Roddick, who beat French Open champion Rafael
Nadal and Australian Open champion Novak Djokovic along the way, did
not drop his serve throughout the tournament and delivered 84 aces
during the week.
Several of them were more than 150 miles an
hour—not far from his world record of 155mph—but the
American’s performance showed that there are other ingredients to
his game other than the most dynamic serve in the business.
Roddick had phases when he attacked well from
the net too, and, particularly in the final set, came up with some
accurate groundstrokes that frustrated the in-form Lopez and
extracted errors.
“I didn’t feel like he was missing at all in
the first set. When I lost the tiebreak, I told myself just keep at
it because I don’t remember him missing a ball. This is as well as
I have ever played,” said Roddick.
“With these great players here and to finish a
week like this it is just great,” he added.

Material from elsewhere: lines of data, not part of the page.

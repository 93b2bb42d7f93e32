use crate::class::{ClassId, ClassRegistry};
use crate::value::Value;
use indexmap::IndexMap;
use std::cell::RefCell;

/// A plain object instance: a class id plus a field map.
///
/// Fields are seeded from property defaults along the ancestor chain,
/// parents first so a redeclared property keeps the derived default.
/// Raw access here ignores visibility; policy enforcement lives in the
/// access layer.
#[derive(Debug)]
pub struct Object {
    class: ClassId,
    fields: RefCell<IndexMap<String, Value>>,
}

impl Object {
    pub fn new(registry: &ClassRegistry, class: ClassId) -> Self {
        let mut fields = IndexMap::new();
        let mut chain = registry.ancestry(class);
        chain.reverse();
        for class_id in chain {
            for property in registry.get(class_id).properties.values() {
                if !property.is_static {
                    fields.insert(property.name.clone(), property.default.clone());
                }
            }
        }
        Object {
            class,
            fields: RefCell::new(fields),
        }
    }

    pub fn class(&self) -> ClassId {
        self.class
    }

    pub fn get(&self, name: &str) -> Option<Value> {
        self.fields.borrow().get(name).cloned()
    }

    pub fn set(&self, name: &str, value: Value) {
        self.fields.borrow_mut().insert(name.to_string(), value);
    }

    pub fn has_field(&self, name: &str) -> bool {
        self.fields.borrow().contains_key(name)
    }

    pub fn field_names(&self) -> Vec<String> {
        self.fields.borrow().keys().cloned().collect()
    }
}
use serde::Serialize;
use std::fmt;

/// Token categories produced by the lexer.
///
/// Only the kinds the scope scanner cares about are distinguished;
/// punctuation and operators with no structural meaning fall through as
/// one-character `Text` tokens, the way `token_get_all()` hands back bare
/// strings for them.
#[derive(Debug, Clone, Copy, PartialEq, Eq, Hash, Serialize)]
pub enum TokenKind {
    OpenTag,
    CloseTag,
    InlineHtml,
    Namespace,
    Use,
    Const,
    Function,
    Interface,
    Trait,
    Class,
    As,
    Identifier,
    NsSeparator,
    DoubleColon,
    Variable,
    Number,
    StringLiteral,
    Whitespace,
    Comment,
    DocComment,
    Text,
}

impl TokenKind {
    /// Whitespace and comments carry no structure; scanners skip them.
    pub fn is_ignorable(&self) -> bool {
        matches!(
            self,
            TokenKind::Whitespace | TokenKind::Comment | TokenKind::DocComment
        )
    }
}

/// One raw source token: kind, text and 1-based source line.
///
/// Immutable once produced; the position in the stream is the index of
/// the token in the owning slice.
#[derive(Debug, Clone, PartialEq)]
pub struct Token {
    pub kind: TokenKind,
    pub text: String,
    pub line: u32,
}

impl Token {
    pub fn new(kind: TokenKind, text: impl Into<String>, line: u32) -> Self {
        Token {
            kind,
            text: text.into(),
            line,
        }
    }

    pub fn is_ignorable(&self) -> bool {
        self.kind.is_ignorable()
    }

    pub fn is_text(&self, text: &str) -> bool {
        self.kind == TokenKind::Text && self.text == text
    }

    pub fn is_open_brace(&self) -> bool {
        self.is_text("{")
    }

    pub fn is_close_brace(&self) -> bool {
        self.is_text("}")
    }

    pub fn is_semicolon(&self) -> bool {
        self.is_text(";")
    }
}

impl fmt::Display for Token {
    fn fmt(&self, f: &mut fmt::Formatter<'_>) -> fmt::Result {
        write!(f, "{}", self.text)
    }
}
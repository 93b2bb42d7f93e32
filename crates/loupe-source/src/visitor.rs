use crate::scope::Scope;
use crate::token::{Token, TokenKind};
use smallvec::SmallVec;
use std::collections::VecDeque;

/// Events yielded while walking a token stream.
///
/// Scope events for a token are yielded before the token itself, so a
/// consumer inspecting `current_scope()` when it receives a `Token` sees
/// the scope that token belongs to.
#[derive(Debug)]
pub enum VisitEvent<'a> {
    Token { index: usize, token: &'a Token },
    ScopeOpened(Scope),
    ScopeClosed(Scope),
}

/// Single-pass scope-tracking scanner over a flat token stream.
///
/// Reconstructs block structure from brace matching and declaration
/// terminators alone, with one stack of open scopes and a single pending
/// declaration register as the only state. Pull-based: a consumer that
/// stops iterating early leaves the rest of the stream unvisited, which
/// is how sub-range re-scans over one structure's body are done.
pub struct ScopeVisitor<'a> {
    tokens: &'a [Token],
    start: usize,
    /// Exclusive end of the scan range.
    end: usize,
    cursor: usize,
    stack: SmallVec<[Scope; 8]>,
    pending: Option<usize>,
    queue: VecDeque<VisitEvent<'a>>,
}

impl<'a> ScopeVisitor<'a> {
    pub fn new(tokens: &'a [Token]) -> Self {
        Self::with_range(tokens, 0, tokens.len())
    }

    /// Restrict the scan to a token index sub-range. Bounds are clamped
    /// to the stream and reordered so start <= end.
    pub fn with_range(tokens: &'a [Token], start: usize, end: usize) -> Self {
        let start = start.min(tokens.len());
        let end = end.min(tokens.len());
        let (start, end) = if start <= end {
            (start, end)
        } else {
            (end, start)
        };
        ScopeVisitor {
            tokens,
            start,
            end,
            cursor: start,
            stack: SmallVec::new(),
            pending: None,
            queue: VecDeque::new(),
        }
    }

    pub fn range(&self) -> (usize, usize) {
        (self.start, self.end)
    }

    /// Innermost open scope, if any.
    pub fn current_scope(&self) -> Option<&Scope> {
        self.stack.last()
    }

    pub fn depth(&self) -> usize {
        self.stack.len()
    }

    fn process(&mut self, index: usize) {
        let token = &self.tokens[index];
        match token.kind {
            TokenKind::OpenTag => {
                // The file-level scope is owned by the open tag itself.
                self.pending = Some(index);
                self.open_scope(index);
            }
            TokenKind::Namespace | TokenKind::Interface | TokenKind::Trait => {
                self.pending = Some(index);
            }
            TokenKind::Class => {
                // `Foo::class` is a constant access, not a declaration.
                if !self.follows_double_colon(index) {
                    self.pending = Some(index);
                }
            }
            TokenKind::Function => {
                if self.function_declares_scope() {
                    self.pending = Some(index);
                }
            }
            TokenKind::Text => {
                if token.is_open_brace() {
                    self.open_scope(index);
                } else if token.is_close_brace() {
                    self.close_scope(index);
                } else if token.is_semicolon() {
                    if let Some(pending) = self.pending {
                        match self.tokens[pending].kind {
                            // Brace-less namespace form: the scope opens at
                            // the terminator and runs to end of stream.
                            TokenKind::Namespace => self.open_scope(index),
                            // Body-less function (interface or abstract
                            // method, `use function` import).
                            TokenKind::Function => self.pending = None,
                            _ => {}
                        }
                    }
                }
            }
            _ => {}
        }
        self.queue.push_back(VisitEvent::Token { index, token });
    }

    fn follows_double_colon(&self, index: usize) -> bool {
        let mut i = index;
        while i > 0 {
            i -= 1;
            let token = &self.tokens[i];
            if token.is_ignorable() {
                continue;
            }
            return token.kind == TokenKind::DoubleColon;
        }
        false
    }

    /// A `function` keyword only opens a declaration scope for free
    /// functions and class/trait methods; interface members and nested
    /// closures inside function bodies do not qualify.
    fn function_declares_scope(&self) -> bool {
        let Some(scope) = self.stack.last() else {
            return false;
        };
        let Some(decl) = scope.decl else {
            return false;
        };
        matches!(
            self.tokens[decl].kind,
            TokenKind::OpenTag | TokenKind::Namespace | TokenKind::Trait | TokenKind::Class
        )
    }

    fn open_scope(&mut self, index: usize) {
        let mut scope = Scope::open(self.stack.len(), index);
        if let Some(top) = self.stack.last() {
            scope.parent_decl = top.decl;
        }
        scope.decl = self.pending.take();
        self.stack.push(scope);
        self.queue.push_back(VisitEvent::ScopeOpened(scope));
    }

    fn close_scope(&mut self, index: usize) {
        // A stray closing brace outside any scope is ignored.
        if let Some(mut scope) = self.stack.pop() {
            scope.end = index.min(self.end.saturating_sub(1));
            self.queue.push_back(VisitEvent::ScopeClosed(scope));
        }
    }
}

impl<'a> Iterator for ScopeVisitor<'a> {
    type Item = VisitEvent<'a>;

    fn next(&mut self) -> Option<Self::Item> {
        loop {
            if let Some(event) = self.queue.pop_front() {
                return Some(event);
            }
            if self.cursor < self.end {
                let index = self.cursor;
                self.cursor += 1;
                self.process(index);
                continue;
            }
            // Stream exhausted: force-close anything still open, ends
            // clamped to the last in-range index.
            let mut scope = self.stack.pop()?;
            scope.end = self.end.saturating_sub(1);
            return Some(VisitEvent::ScopeClosed(scope));
        }
    }
}

/// First index at or after `index` that is not a whitespace token.
pub(crate) fn skip_whitespace(tokens: &[Token], mut index: usize) -> usize {
    while index < tokens.len() && tokens[index].kind == TokenKind::Whitespace {
        index += 1;
    }
    index
}

/// Documentation comment text immediately preceding `index`, scanning
/// backward over ignorable tokens only.
pub(crate) fn doc_comment_before(tokens: &[Token], index: usize) -> String {
    let mut comment = String::new();
    let mut i = index as isize;
    while i >= 0 {
        let token = &tokens[i as usize];
        if token.kind == TokenKind::DocComment {
            comment.insert_str(0, &token.text);
        } else if !token.is_ignorable() {
            break;
        }
        i -= 1;
    }
    comment
}
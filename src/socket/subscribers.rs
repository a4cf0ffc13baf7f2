//! Named-event subscriber registry.
//!
//! Handlers are keyed by [`EventName`] and run synchronously on the
//! dispatcher task, in registration order. Catch-all listeners receive a
//! clone of every event through an unbounded channel.
//!
//! Handlers are cloned out of the lock before they run, so a handler may
//! itself call `on`/`off` or any `Socket` operation.

// ============================================================================
// Imports
// ============================================================================

use std::sync::Arc;

use parking_lot::Mutex;
use rustc_hash::FxHashMap;
use tokio::sync::mpsc;
use tracing::trace;

use crate::identifiers::SubscriptionId;
use crate::protocol::{EventName, SocketEvent};

// ============================================================================
// Types
// ============================================================================

/// Event handler callback type.
///
/// Called on the dispatcher task for each matching event. Handlers must not
/// block; spawn a task for anything slow.
pub type EventHandler = Arc<dyn Fn(&SocketEvent) + Send + Sync>;

/// Handlers registered for one event name.
type HandlerList = Vec<(SubscriptionId, EventHandler)>;

// ============================================================================
// Subscribers
// ============================================================================

/// Registry shared between `Socket` handles and the dispatcher.
#[derive(Default)]
pub(crate) struct Subscribers {
    handlers: Mutex<FxHashMap<EventName, HandlerList>>,
    listeners: Mutex<Vec<mpsc::UnboundedSender<SocketEvent>>>,
}

impl Subscribers {
    /// Registers `handler` for `name`.
    pub(crate) fn add(&self, name: EventName, handler: EventHandler) -> SubscriptionId {
        let id = SubscriptionId::generate();
        trace!(%id, event = %name, "Handler registered");

        self.handlers.lock().entry(name).or_default().push((id, handler));
        id
    }

    /// Removes one handler. Returns `true` if it was registered.
    pub(crate) fn remove(&self, id: SubscriptionId) -> bool {
        let mut handlers = self.handlers.lock();
        let mut removed = false;

        handlers.retain(|_, list| {
            let before = list.len();
            list.retain(|(existing, _)| *existing != id);
            removed |= list.len() != before;
            !list.is_empty()
        });

        removed
    }

    /// Removes every handler for `name`. Returns how many were removed.
    pub(crate) fn remove_all(&self, name: &EventName) -> usize {
        self.handlers
            .lock()
            .remove(name)
            .map_or(0, |list| list.len())
    }

    /// Opens a catch-all listener.
    pub(crate) fn listen(&self) -> mpsc::UnboundedReceiver<SocketEvent> {
        let (tx, rx) = mpsc::unbounded_channel();
        self.listeners.lock().push(tx);
        rx
    }

    /// Returns the number of handlers registered for `name`.
    #[cfg(test)]
    pub(crate) fn count(&self, name: &EventName) -> usize {
        self.handlers.lock().get(name).map_or(0, Vec::len)
    }

    /// Delivers `event` to matching handlers and all listeners.
    pub(crate) fn dispatch(&self, event: &SocketEvent) {
        let name = event.name();

        let matching: Vec<EventHandler> = self
            .handlers
            .lock()
            .get(&name)
            .map(|list| list.iter().map(|(_, h)| Arc::clone(h)).collect())
            .unwrap_or_default();

        trace!(event = %name, handlers = matching.len(), "Dispatching event");

        for handler in matching {
            handler(event);
        }

        self.listeners
            .lock()
            .retain(|tx| tx.send(event.clone()).is_ok());
    }
}

// ============================================================================
// Tests
// ============================================================================

#[cfg(test)]
mod tests {
    use super::*;

    use std::sync::atomic::{AtomicUsize, Ordering};

    use crate::protocol::Envelope;

    fn counter() -> (Arc<AtomicUsize>, EventHandler) {
        let count = Arc::new(AtomicUsize::new(0));
        let clone = Arc::clone(&count);
        let handler: EventHandler = Arc::new(move |_: &SocketEvent| {
            clone.fetch_add(1, Ordering::SeqCst);
        });
        (count, handler)
    }

    #[test]
    fn test_dispatch_by_name() {
        let subscribers = Subscribers::default();
        let (opens, on_open) = counter();
        let (statuses, on_status) = counter();

        subscribers.add(EventName::Open, on_open);
        subscribers.add(EventName::server("status"), on_status);

        subscribers.dispatch(&SocketEvent::Open);
        subscribers.dispatch(&SocketEvent::Server(Envelope::new("status", "running")));
        subscribers.dispatch(&SocketEvent::Server(Envelope::new("stats", "{}")));

        assert_eq!(opens.load(Ordering::SeqCst), 1);
        assert_eq!(statuses.load(Ordering::SeqCst), 1);
    }

    #[test]
    fn test_remove_handler() {
        let subscribers = Subscribers::default();
        let (count, handler) = counter();

        let id = subscribers.add(EventName::Close, handler);
        assert_eq!(subscribers.count(&EventName::Close), 1);

        assert!(subscribers.remove(id));
        assert!(!subscribers.remove(id));
        assert_eq!(subscribers.count(&EventName::Close), 0);

        subscribers.dispatch(&SocketEvent::Close);
        assert_eq!(count.load(Ordering::SeqCst), 0);
    }

    #[test]
    fn test_remove_all() {
        let subscribers = Subscribers::default();
        let (_, first) = counter();
        let (_, second) = counter();

        subscribers.add("token expiring".into(), first);
        subscribers.add("token expiring".into(), second);

        assert_eq!(subscribers.remove_all(&"token expiring".into()), 2);
        assert_eq!(subscribers.remove_all(&"token expiring".into()), 0);
    }

    #[test]
    fn test_handler_may_register_during_dispatch() {
        let subscribers = Arc::new(Subscribers::default());
        let inner = Arc::clone(&subscribers);

        subscribers.add(
            EventName::Open,
            Arc::new(move |_: &SocketEvent| {
                let (_, noop) = counter();
                inner.add(EventName::Close, noop);
            }),
        );

        subscribers.dispatch(&SocketEvent::Open);
        assert_eq!(subscribers.count(&EventName::Close), 1);
    }

    #[tokio::test]
    async fn test_listener_receives_everything() {
        let subscribers = Subscribers::default();
        let mut rx = subscribers.listen();

        subscribers.dispatch(&SocketEvent::Open);
        subscribers.dispatch(&SocketEvent::Reconnect);

        assert!(matches!(rx.recv().await, Some(SocketEvent::Open)));
        assert!(matches!(rx.recv().await, Some(SocketEvent::Reconnect)));
    }

    #[test]
    fn test_dropped_listener_is_pruned() {
        let subscribers = Subscribers::default();
        drop(subscribers.listen());

        subscribers.dispatch(&SocketEvent::Open);
        assert!(subscribers.listeners.lock().is_empty());
    }
}
//! Shared test utilities: a scripted in-memory connector.

#![allow(dead_code)]

// ============================================================================
// Imports
// ============================================================================

use std::collections::VecDeque;
use std::sync::Arc;
use std::time::Duration;

use async_trait::async_trait;
use futures_util::{sink, stream};
use panel_socket::{Connector, Error, FrameSink, FrameStream, Result, SocketEvent};
use parking_lot::Mutex;
use tokio::sync::mpsc::{self, UnboundedReceiver, UnboundedSender};
use tokio::time::{Instant, timeout};
use tokio_tungstenite::tungstenite::Error as WsError;
use tokio_tungstenite::tungstenite::Message;
use tokio_tungstenite::tungstenite::protocol::CloseFrame;
use tokio_tungstenite::tungstenite::protocol::frame::coding::CloseCode;
use url::Url;

// ============================================================================
// Constants
// ============================================================================

pub const URL: &str = "wss://node.example.com/api/servers/1/ws";

/// Allowed drift when comparing virtual timestamps.
pub const TOLERANCE_MS: u64 = 5;

/// Upper bound for any single wait in virtual time.
const WAIT_LIMIT: Duration = Duration::from_secs(600);

// ============================================================================
// Plan
// ============================================================================

/// Outcome of one `connect` call.
#[derive(Debug, Clone, Copy, PartialEq, Eq)]
pub enum Plan {
    /// Refuse immediately.
    Fail,
    /// Open and hand a [`MockPeer`] to the test.
    Open,
    /// Never complete.
    Hang,
}

// ============================================================================
// MockConnector
// ============================================================================

struct State {
    script: VecDeque<Plan>,
    connects: Vec<Instant>,
    peers: UnboundedSender<MockPeer>,
}

/// Connector that follows a script and then refuses.
#[derive(Clone)]
pub struct MockConnector {
    state: Arc<Mutex<State>>,
    started: Instant,
}

impl MockConnector {
    /// Creates a connector and the receiver of opened peers.
    pub fn new(script: impl IntoIterator<Item = Plan>) -> (Self, UnboundedReceiver<MockPeer>) {
        let (peers, peers_rx) = mpsc::unbounded_channel();
        let state = State {
            script: script.into_iter().collect(),
            connects: Vec::new(),
            peers,
        };

        let connector = Self {
            state: Arc::new(Mutex::new(state)),
            started: Instant::now(),
        };
        (connector, peers_rx)
    }

    /// Creates a connector that refuses every attempt.
    pub fn refusing() -> (Self, UnboundedReceiver<MockPeer>) {
        Self::new(Vec::<Plan>::new())
    }

    /// Number of `connect` calls so far.
    pub fn attempts(&self) -> usize {
        self.state.lock().connects.len()
    }

    /// Milliseconds since creation for every `connect` call.
    pub fn connect_times(&self) -> Vec<u64> {
        self.state
            .lock()
            .connects
            .iter()
            .map(|at| millis(at.duration_since(self.started)))
            .collect()
    }

    /// Milliseconds since creation.
    pub fn elapsed(&self) -> u64 {
        millis(self.started.elapsed())
    }
}

#[async_trait]
impl Connector for MockConnector {
    async fn connect(&self, _url: &Url) -> Result<(FrameSink, FrameStream)> {
        let plan = {
            let mut state = self.state.lock();
            state.connects.push(Instant::now());
            state.script.pop_front().unwrap_or(Plan::Fail)
        };

        match plan {
            Plan::Fail => Err(Error::connection("connection refused")),
            Plan::Hang => std::future::pending().await,
            Plan::Open => {
                let (peer, sink, stream) = MockPeer::pair();
                let _ = self.state.lock().peers.send(peer);
                Ok((sink, stream))
            }
        }
    }
}

// ============================================================================
// MockPeer
// ============================================================================

/// Server side of an opened mock transport.
///
/// Dropping the peer ends the client's stream.
pub struct MockPeer {
    inbound: UnboundedReceiver<Message>,
    outbound: UnboundedSender<std::result::Result<Message, WsError>>,
}

impl MockPeer {
    fn pair() -> (Self, FrameSink, FrameStream) {
        let (to_peer, inbound) = mpsc::unbounded_channel::<Message>();
        let (outbound, mut from_peer) =
            mpsc::unbounded_channel::<std::result::Result<Message, WsError>>();

        let sink = sink::unfold(to_peer, |tx, message: Message| async move {
            tx.send(message).map_err(|_| WsError::ConnectionClosed)?;
            Ok::<_, WsError>(tx)
        });
        let stream = stream::poll_fn(move |cx| from_peer.poll_recv(cx));

        (Self { inbound, outbound }, Box::pin(sink), Box::pin(stream))
    }

    /// Next frame written by the client.
    pub async fn recv(&mut self) -> Option<Message> {
        timeout(WAIT_LIMIT, self.inbound.recv()).await.ok().flatten()
    }

    /// Next frame written by the client, which must be text.
    pub async fn next_text(&mut self) -> String {
        match self.recv().await {
            Some(Message::Text(text)) => text.to_string(),
            other => panic!("expected text frame, got {other:?}"),
        }
    }

    /// Next frame written by the client, which must be a close frame.
    pub async fn next_close_code(&mut self) -> u16 {
        match self.recv().await {
            Some(Message::Close(Some(frame))) => u16::from(frame.code),
            other => panic!("expected close frame, got {other:?}"),
        }
    }

    /// Close code of a close frame already written by the client.
    pub fn written_close_code(&mut self) -> Option<u16> {
        match self.inbound.try_recv() {
            Ok(Message::Close(Some(frame))) => Some(u16::from(frame.code)),
            _ => None,
        }
    }

    /// Returns `true` if the client wrote nothing more so far.
    pub fn is_quiet(&mut self) -> bool {
        self.inbound.try_recv().is_err()
    }

    pub fn push_text(&self, text: &str) {
        let _ = self.outbound.send(Ok(Message::Text(text.into())));
    }

    pub fn push_close(&self, code: u16) {
        let frame = CloseFrame {
            code: CloseCode::from(code),
            reason: "".into(),
        };
        let _ = self.outbound.send(Ok(Message::Close(Some(frame))));
    }

    pub fn push_error(&self) {
        let _ = self.outbound.send(Err(WsError::ConnectionClosed));
    }
}

// ============================================================================
// Helpers
// ============================================================================

/// Awaits the next event.
pub async fn next_event(events: &mut UnboundedReceiver<SocketEvent>) -> SocketEvent {
    timeout(WAIT_LIMIT, events.recv())
        .await
        .expect("timed out waiting for event")
        .expect("event stream ended")
}

/// Lets every spawned task run to quiescence.
pub async fn settle() {
    tokio::time::sleep(Duration::from_millis(10)).await;
}

/// Asserts `actual` is within [`TOLERANCE_MS`] of `expected`.
#[track_caller]
pub fn assert_near(actual: u64, expected: u64) {
    assert!(
        actual.abs_diff(expected) <= TOLERANCE_MS,
        "expected ~{expected}ms, got {actual}ms"
    );
}

fn millis(duration: Duration) -> u64 {
    u64::try_from(duration.as_millis()).unwrap_or(u64::MAX)
}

It was all the more remarkable because Roddick
had a 6,000-mile journey from Memphis via Frankfurt, which left him
tired and jetlagged and exhausted for the first two days of the
tournament.
It also caused comment that Roddick should play
so extremely well in his first tournament since splitting with his
coach Jimmy Connors, the legendary former player.
“I was, like, asleep before I played my first
match, asleep on the players’ lounge floor, with people stepping
over me and Djokovic dropping stuff on me. I was pretty tired.
“I didn’t know what to expect. So maybe
that’s why I played well. Tennis can be like that.”